Edited by Anthony Brown

11.1 Diabetes mellitus and hypoglycaemia: an overview

Anthony Brown

Diabetes mellitus

Classification system and diagnostic criteria

The classification system and diagnostic criteria for diabetes were revised in 2010 by the American Diabetes Association [1]. The classification of type I and type II diabetes mellitus was retained, with the recommended criteria for the diagnosis of diabetes as a fasting plasma glucose of 7 mmol/L or greater, or a random plasma glucose of over 11 mmol/L associated with polyuria, polydipsia and weight loss. In addition, an HbA1C (glycated haemoglobin) level of≥6.5% was added. The oral glucose tolerance test is no longer routinely recommended.

Aetiology

The exact aetiology of diabetes is unclear. Type I diabetes is characterized by pancreatic beta cell destruction with an absolute insulin deficiency usually, but not exclusively, associated with autoimmune damage from a range of antibodies including to islet cells (ICA), glutamic acid decarboxylase (GAD), insulin and tyrosine phosphatases. Genetic and environmental factors are implicated, such as some human leucocyte antigen (HLA) types (most Caucasian patients are HLA-DR3 or DR4 or both), and abnormal immune responses, such as following viral infection. Certain genes are also implicated as co-contributors, particularly sites on chromosomes 6, 7, 11, 14 and 18.

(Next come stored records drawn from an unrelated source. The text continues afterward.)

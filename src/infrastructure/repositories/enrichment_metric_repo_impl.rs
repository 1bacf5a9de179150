// Copyright 2025 Kirky.X
//
// Licensed under the Apache License, Version 2.0 (the "License");
// you may not use this file except in compliance with the License.
// You may obtain a copy of the License at
//
//     http://www.apache.org/licenses/LICENSE-2.0
//
// Unless required by applicable law or agreed to in writing, software
// distributed under the License is distributed on an "AS IS" BASIS,
// WITHOUT WARRANTIES OR CONDITIONS OF ANY KIND, either express or implied.
// See the License for the specific language governing permissions and
// limitations under the License.

use crate::domain::models::enrichment_metric::{EnrichmentMetric, Strategy};
use crate::domain::repositories::audit_run_repository::RepositoryError;
use crate::domain::repositories::enrichment_metric_repository::EnrichmentMetricRepository;
use crate::infrastructure::database::entities::enrichment_metric as metric_entity;
use async_trait::async_trait;
use sea_orm::{sea_query::OnConflict, *};
use std::sync::Arc;
use uuid::Uuid;

/// 补充指标仓库实现
pub struct EnrichmentMetricRepositoryImpl {
    /// 数据库连接
    db: Arc<DatabaseConnection>,
}

impl EnrichmentMetricRepositoryImpl {
    /// 创建新的补充指标仓库实例
    pub fn new(db: Arc<DatabaseConnection>) -> Self {
        Self { db }
    }
}

fn to_domain(m: metric_entity::Model) -> Result<EnrichmentMetric, RepositoryError> {
    let strategy: Strategy = m.strategy.parse().map_err(|_| {
        RepositoryError::Database(DbErr::Custom(format!("Invalid strategy: {}", m.strategy)))
    })?;

    Ok(EnrichmentMetric {
        id: m.id,
        run_id: m.run_id,
        url: m.url,
        strategy,
        performance_score: m.performance_score,
        first_contentful_paint_ms: m.first_contentful_paint_ms,
        largest_contentful_paint_ms: m.largest_contentful_paint_ms,
        total_blocking_time_ms: m.total_blocking_time_ms,
        cumulative_layout_shift: m.cumulative_layout_shift,
        speed_index_ms: m.speed_index_ms,
        raw: m.raw,
        created_at: m.created_at.into(),
    })
}

#[async_trait]
impl EnrichmentMetricRepository for EnrichmentMetricRepositoryImpl {
    async fn upsert(&self, metric: &EnrichmentMetric) -> Result<(), RepositoryError> {
        let model = metric_entity::ActiveModel {
            id: Set(metric.id),
            run_id: Set(metric.run_id),
            url: Set(metric.url.clone()),
            strategy: Set(metric.strategy.to_string()),
            performance_score: Set(metric.performance_score),
            first_contentful_paint_ms: Set(metric.first_contentful_paint_ms),
            largest_contentful_paint_ms: Set(metric.largest_contentful_paint_ms),
            total_blocking_time_ms: Set(metric.total_blocking_time_ms),
            cumulative_layout_shift: Set(metric.cumulative_layout_shift),
            speed_index_ms: Set(metric.speed_index_ms),
            raw: Set(metric.raw.clone()),
            created_at: Set(metric.created_at.into()),
        };

        metric_entity::Entity::insert(model)
            .on_conflict(
                OnConflict::columns([
                    metric_entity::Column::RunId,
                    metric_entity::Column::Url,
                    metric_entity::Column::Strategy,
                ])
                .update_columns([
                    metric_entity::Column::PerformanceScore,
                    metric_entity::Column::FirstContentfulPaintMs,
                    metric_entity::Column::LargestContentfulPaintMs,
                    metric_entity::Column::TotalBlockingTimeMs,
                    metric_entity::Column::CumulativeLayoutShift,
                    metric_entity::Column::SpeedIndexMs,
                    metric_entity::Column::Raw,
                    metric_entity::Column::CreatedAt,
                ])
                .to_owned(),
            )
            .exec_without_returning(self.db.as_ref())
            .await?;

        Ok(())
    }

    async fn find_by_run(&self, run_id: Uuid) -> Result<Vec<EnrichmentMetric>, RepositoryError> {
        metric_entity::Entity::find()
            .filter(metric_entity::Column::RunId.eq(run_id))
            .order_by_asc(metric_entity::Column::Url)
            .order_by_asc(metric_entity::Column::Strategy)
            .all(self.db.as_ref())
            .await?
            .into_iter()
            .map(to_domain)
            .collect()
    }
}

Type II diabetes results from a progressive insulin secretory deficiency on the background of insulin resistance [1]. Genetic factors are implied by strong familial aggregation of cases and environmental factors in the context of genetic susceptibility, including obesity and diet. Thus, the introduction of a high fat and high calorie ‘Western’ diet rather than traditional crop foods has seen countries such as India record among the fastest growth rate of new diabetes worldwide.

Although type I diabetes occurs most frequently among Caucasians throughout the world, diabetes in Australia is three times more common in the Aboriginal community. Other groups with a high prevalence include Pacific Islanders and Native Americans.

Diabetes secondary to other conditions

Diabetes mellitus may be secondary to conditions that damage the exocrine pancreas including chronic pancreatitis, carcinoma of the pancreas and pancreatectomy, haemochromatosis, cystic fibrosis, pregnancy (gestational) and endocrinopathies, such as Cushing’s syndrome, acromegaly, phaeochromocytoma and glucagonoma [2].

Drug-induced diabetic state

Certain drugs can impair glucose tolerance or cause overt diabetes mellitus. These include glucocorticoids, the oral contraceptive pill, thiazide diuretics at higher doses, tacrolimus, sirolimus and ciclosporin, pentamadine (which may also cause hypoglycaemia) and HIV protease inhibitors.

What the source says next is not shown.